063話 総長、マッチポンプのラ・メール攻略【ゲーム世界編:自業自得の世界崩壊】
<イツキ・ヴァーナム・エッセリウ サイド>
「おま!?ほっほっほっ崩壊じゃ!じゃねえよ!」
・・・ほっほっほっ、神ならば戦闘中でも周囲への配慮は必須じゃ、今後気をつけるのじゃぞい。
それにしても一合目でこれか。【神魔】の力はしゃれにならんのう・・・
え?どういう事?それとしんまって?
ありがたくもない伝言・・いや待って、そういえばお互い力を解放して戦ったよね?
なら周りは・・・周囲への配慮、全然考えてなかった!
慌てて周囲を見渡すと森が無い。すべて崩壊した荒地に変貌していた。
地割れや隆起ですっかり荒れ地になっており、遠くに見えていた山々も無くなっている。
だけど、戦闘で神聖な力を振るっていたので、既に木々の芽が芽吹き出している。
天界神の頂点、天界太神と全力でやり合えば、そりゃこうなるよね〜
『ペルセちゃん最高だぜ!』『旦那様・・てへ♡』
ブラックダイヤナックルのペルセちゃんは初仕事と言うことで張り切ったようで、この成果にご満悦だ。
ラースのほうはペルセちゃんにいいところ見せようと張り切っていた。旦那様と言われてまた真っ赤になっている。
二人は相乗効果で予想以上の火力だった・・これはもう過剰戦力ね。
二人は魔法開発中のシャノワールとシャブロンに託そうっと。
まあ、天界太神もやりたい放題だったし、私も怒りで我を忘れていたので、全員の責任と言うことにしておきましょう。

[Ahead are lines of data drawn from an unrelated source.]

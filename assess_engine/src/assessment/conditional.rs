//! Conditional gating and resolution of configured assessments
//!
//! A configured assessment is either plain or conditional. Only the resolver
//! (`ConfiguredAssessment::executable_assessments`) can produce an
//! `ExecutableAssessment`, so a conditional wrapper can never be executed
//! directly.

use super::errors::AssessmentError;
use super::traits::{Assessment, AssessmentId, AssessmentSequence};
use crate::types::Document;
use std::fmt;
use std::sync::Arc;

/// Predicate over a document gating a conditional assessment
pub trait Condition: Send + Sync {
    fn applies_to(&self, document: &dyn Document) -> Result<bool, AssessmentError>;

    /// Human-readable form used in logs and errors
    fn describe(&self) -> String;
}

/// An assessment that only runs when its condition holds for the document
pub struct ConditionalAssessment {
    id: AssessmentId,
    delegate: Box<ConfiguredAssessment>,
    condition: Arc<dyn Condition>,
}

impl ConditionalAssessment {
    pub fn new(
        sequence: &AssessmentSequence,
        delegate: ConfiguredAssessment,
        condition: Arc<dyn Condition>,
    ) -> Self {
        Self {
            id: sequence.next_id(),
            delegate: Box::new(delegate),
            condition,
        }
    }

    pub fn id(&self) -> AssessmentId {
        self.id
    }

    pub fn assessment_type(&self) -> &str {
        "conditional"
    }

    pub fn name(&self, include_id: bool) -> String {
        if include_id {
            format!("{}{}", self.assessment_type(), self.id)
        } else {
            self.assessment_type().to_string()
        }
    }

    pub fn delegate(&self) -> &ConfiguredAssessment {
        &self.delegate
    }

    pub fn condition(&self) -> &dyn Condition {
        self.condition.as_ref()
    }

    /// `[delegate...]` when the condition holds, otherwise empty
    pub fn executable_assessments(
        &self,
        document: &dyn Document,
    ) -> Result<Vec<ExecutableAssessment>, AssessmentError> {
        let applies = self
            .condition
            .applies_to(document)
            .map_err(|source| AssessmentError::ConditionFailed {
                assessment: self.name(true),
                source: Box::new(source),
            })?;

        if applies {
            self.delegate.executable_assessments(document)
        } else {
            log_debug!("Condition not met, skipping delegate",
                "assessment" => self.name(true),
                "condition" => self.condition.describe(),
                "document" => document.system_id()
            );
            Ok(Vec::new())
        }
    }
}

impl fmt::Debug for ConditionalAssessment {
    fn fmt(&self, f: &mut fmt::Formatter<'_>) -> fmt::Result {
        f.debug_struct("ConditionalAssessment")
            .field("id", &self.id)
            .field("condition", &self.condition.describe())
            .field("delegate", &self.delegate)
            .finish()
    }
}

/// An assessment as configured by the caller
#[derive(Clone)]
pub enum ConfiguredAssessment {
    Plain(Arc<dyn Assessment>),
    Conditional(Arc<ConditionalAssessment>),
}

impl ConfiguredAssessment {
    pub fn plain<A: Assessment + 'static>(assessment: A) -> Self {
        ConfiguredAssessment::Plain(Arc::new(assessment))
    }

    pub fn conditional(assessment: ConditionalAssessment) -> Self {
        ConfiguredAssessment::Conditional(Arc::new(assessment))
    }

    pub fn id(&self) -> AssessmentId {
        match self {
            ConfiguredAssessment::Plain(assessment) => assessment.id(),
            ConfiguredAssessment::Conditional(conditional) => conditional.id(),
        }
    }

    pub fn name(&self, include_id: bool) -> String {
        match self {
            ConfiguredAssessment::Plain(assessment) => assessment.name(include_id),
            ConfiguredAssessment::Conditional(conditional) => conditional.name(include_id),
        }
    }

    /// Resolve into the assessments that actually run against `document`
    ///
    /// Has no side effects on any result builder.
    pub fn executable_assessments(
        &self,
        document: &dyn Document,
    ) -> Result<Vec<ExecutableAssessment>, AssessmentError> {
        match self {
            ConfiguredAssessment::Plain(assessment) => {
                Ok(vec![ExecutableAssessment::new(assessment.clone())])
            }
            ConfiguredAssessment::Conditional(conditional) => {
                conditional.executable_assessments(document)
            }
        }
    }
}

impl From<Arc<dyn Assessment>> for ConfiguredAssessment {
    fn from(assessment: Arc<dyn Assessment>) -> Self {
        ConfiguredAssessment::Plain(assessment)
    }
}

impl From<ConditionalAssessment> for ConfiguredAssessment {
    fn from(assessment: ConditionalAssessment) -> Self {
        ConfiguredAssessment::conditional(assessment)
    }
}

impl fmt::Debug for ConfiguredAssessment {
    fn fmt(&self, f: &mut fmt::Formatter<'_>) -> fmt::Result {
        match self {
            ConfiguredAssessment::Plain(assessment) => {
                f.debug_tuple("Plain").field(&assessment.name(true)).finish()
            }
            ConfiguredAssessment::Conditional(conditional) => {
                f.debug_tuple("Conditional").field(conditional).finish()
            }
        }
    }
}

/// A resolved assessment, ready to run
#[derive(Clone)]
pub struct ExecutableAssessment {
    inner: Arc<dyn Assessment>,
}

impl ExecutableAssessment {
    pub(crate) fn new(inner: Arc<dyn Assessment>) -> Self {
        Self { inner }
    }

    pub fn id(&self) -> AssessmentId {
        self.inner.id()
    }

    pub fn name(&self) -> String {
        self.inner.name(true)
    }

    pub fn assessment(&self) -> &dyn Assessment {
        self.inner.as_ref()
    }
}

impl fmt::Debug for ExecutableAssessment {
    fn fmt(&self, f: &mut fmt::Formatter<'_>) -> fmt::Result {
        f.debug_tuple("ExecutableAssessment")
            .field(&self.name())
            .finish()
    }
}

#[cfg(test)]
mod tests {
    use super::*;
    use crate::test_support::{
        FailingCondition, FnAssessment, StaticCondition, TestDocument,
    };
    use assert_matches::assert_matches;

    #[test]
    fn test_plain_resolves_to_itself() {
        let sequence = AssessmentSequence::new();
        let plain = ConfiguredAssessment::plain(FnAssessment::noop(&sequence, "schema"));
        let document = TestDocument::new("doc");

        let resolved = plain.executable_assessments(&document).unwrap();

        assert_eq!(resolved.len(), 1);
        assert_eq!(resolved[0].id(), plain.id());
    }

    #[test]
    fn test_false_condition_yields_nothing() {
        let sequence = AssessmentSequence::new();
        let delegate = Arc::new(FnAssessment::noop(&sequence, "rules"));
        let conditional = ConditionalAssessment::new(
            &sequence,
            ConfiguredAssessment::Plain(delegate.clone()),
            Arc::new(StaticCondition(false)),
        );
        let document = TestDocument::new("doc");

        let resolved = ConfiguredAssessment::from(conditional)
            .executable_assessments(&document)
            .unwrap();

        assert!(resolved.is_empty());
        assert_eq!(delegate.call_count(), 0);
    }

    #[test]
    fn test_nested_conditions_all_must_hold() {
        let sequence = AssessmentSequence::new();
        let delegate = ConfiguredAssessment::plain(FnAssessment::noop(&sequence, "rules"));
        let inner = ConditionalAssessment::new(&sequence, delegate, Arc::new(StaticCondition(true)));
        let outer = ConfiguredAssessment::conditional(ConditionalAssessment::new(
            &sequence,
            ConfiguredAssessment::conditional(inner),
            Arc::new(StaticCondition(true)),
        ));
        let document = TestDocument::new("doc");

        let resolved = outer.executable_assessments(&document).unwrap();

        assert_eq!(resolved.len(), 1);
        assert_eq!(resolved[0].name(), "rules#1");
    }

    #[test]
    fn test_condition_error_propagates_as_assessment_error() {
        let sequence = AssessmentSequence::new();
        let delegate = ConfiguredAssessment::plain(FnAssessment::noop(&sequence, "rules"));
        let conditional = ConfiguredAssessment::conditional(ConditionalAssessment::new(
            &sequence,
            delegate,
            Arc::new(FailingCondition),
        ));
        let document = TestDocument::new("doc");

        let error = conditional.executable_assessments(&document).unwrap_err();

        assert_matches!(error, AssessmentError::ConditionFailed { ref assessment, .. } if assessment == "conditional#2");
    }
}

世界神が言いたかった事は、今後神々との戦闘時には迷惑のかからない戦場を用意しておけ、って事なのだろう。
なら、次からは私の領域内に連れ込もうかしらね。
ちなみに、天界太神も通常ならば神として世界をむやみに崩壊させる事はしない。
今回はここがゲーム世界(仮想空間⇒戦闘OK)と認識しての行動なので遠慮が全く無かったのだ。
『ご・・ご・ご主人様〜、あ、あ、たすけて〜』
「フィル!?どこ?生きてるの!」
弱々しいフィルの声が聞こえて、そういえば鳥達も居たよな。とひどい思考をした後、慌てて周囲を探ると、大きな亀裂の中で竜の姿でうつ伏せで倒れていた。
「フィル!?大丈夫?」
「鳥達は・・・守りました。もう仲間ですからね」
そう言うと、フィルの下から鳥達がおずおずと這い出してくる。
「「「「フィル様、ありがとうございました」」」」
「フィル(貴方を含めてすっかり忘れてたけど)仲間を守ってくれてありがとね」
「へへへ・・頭さえ守れば復活してくれると思ってましたから」
尻尾をフリフリしながら誇らしげなフィルを見て、罪悪感が半端ない。
「もちろんよ!すぐに直してあげるわ」
だが、ここでイツキはひとつのミスをする。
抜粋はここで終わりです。